Figure 6. p27^CK– interferes with citron-K function.

(A) p27^CK– does not affect the multinucleation caused by citron-K depletion. HeLa cells were transfected with scrambled (scr) or citron-K siRNAs and plasmids expressing p27^CK– or empty vector (pQP). Citron-K knockdown was controlled by immunoblotting with goat anti-citron antibodies; β-tubulin levels were used as loading control. Multinucleation was quantified in cells (500 cells/condition, n = 3) stained with β-catenin and p27 antibodies and Hoechst (original magnification, ×400).
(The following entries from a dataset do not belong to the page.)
//! Error types for pipeline runs.

use std::path::PathBuf;

use thiserror::Error;

use batchprep_ingest::IngestError;
use batchprep_output::OutputError;
use batchprep_transform::TransformError;

/// Fatal pipeline errors. Recoverable schema mismatches are reported as
/// warnings in the run report instead.
#[derive(Debug, Error)]
pub enum PipelineError {
    #[error(transparent)]
    Ingest(#[from] IngestError),

    #[error(transparent)]
    Transform(#[from] TransformError),

    #[error(transparent)]
    Output(#[from] OutputError),

    /// The configuration file could not be read.
    #[error("failed to read config {path}: {source}")]
    ConfigRead {
        path: PathBuf,
        #[source]
        source: std::io::Error,
    },

    /// The configuration is malformed or inconsistent.
    #[error("invalid config: {reason}")]
    InvalidConfig { reason: String },

    /// An enrich step has no reference table to join against.
    #[error("enrich step on '{key_column}' has no reference table")]
    MissingReference { key_column: String },

    #[error("no input files given")]
    NoInputs,
}

impl PipelineError {
    pub(crate) fn invalid(reason: impl Into<String>) -> Self {
        Self::InvalidConfig {
            reason: reason.into(),
        }
    }
}

/// Result type for pipeline operations.
pub type Result<T> = std::result::Result<T, PipelineError>;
Results were analyzed using 1-way ANOVA with the Tukey-Kramer multiple comparison test; *P < 0.05. (B) The minimal p27-binding domain of citron-K (HR1) rescues the multinucleation caused by p27^CK– overexpression. HeLa cells were transfected with p27^CK– and/or different domains of citron-K. Multinucleation was quantified (500 cells/condition, n = 3). Results were analyzed by 1-way ANOVA with the Newman-Keuls test; ***P < 0.001. (C) The HR1 domain rescues the multinucleation in p27^CK– primary MEFs. p27^CK– primary MEFs were transfected with GFP or with the HR1 domain, and multinucleation was evaluated 48 hours later (350–600 cells/condition, n = 3). Results were analyzed using Student’s t test; *P < 0.05. (D) RhoA depletion has no effect on p27^CK–-induced multinucleation. HeLa cells were transfected with scrambled or RhoA siRNA and plasmids expressing p27^CK– or empty vector (pQP). RhoA knockdown and p27 expression were controlled by immunoblotting with anti-RhoA and anti-p27 antibodies; β-tubulin levels were used as loading control. Multinucleation was quantified (500 cells/condition, n = 3). Results were analyzed as in A; *P < 0.05, **P < 0.01. (A–D) Error bars represent SEM.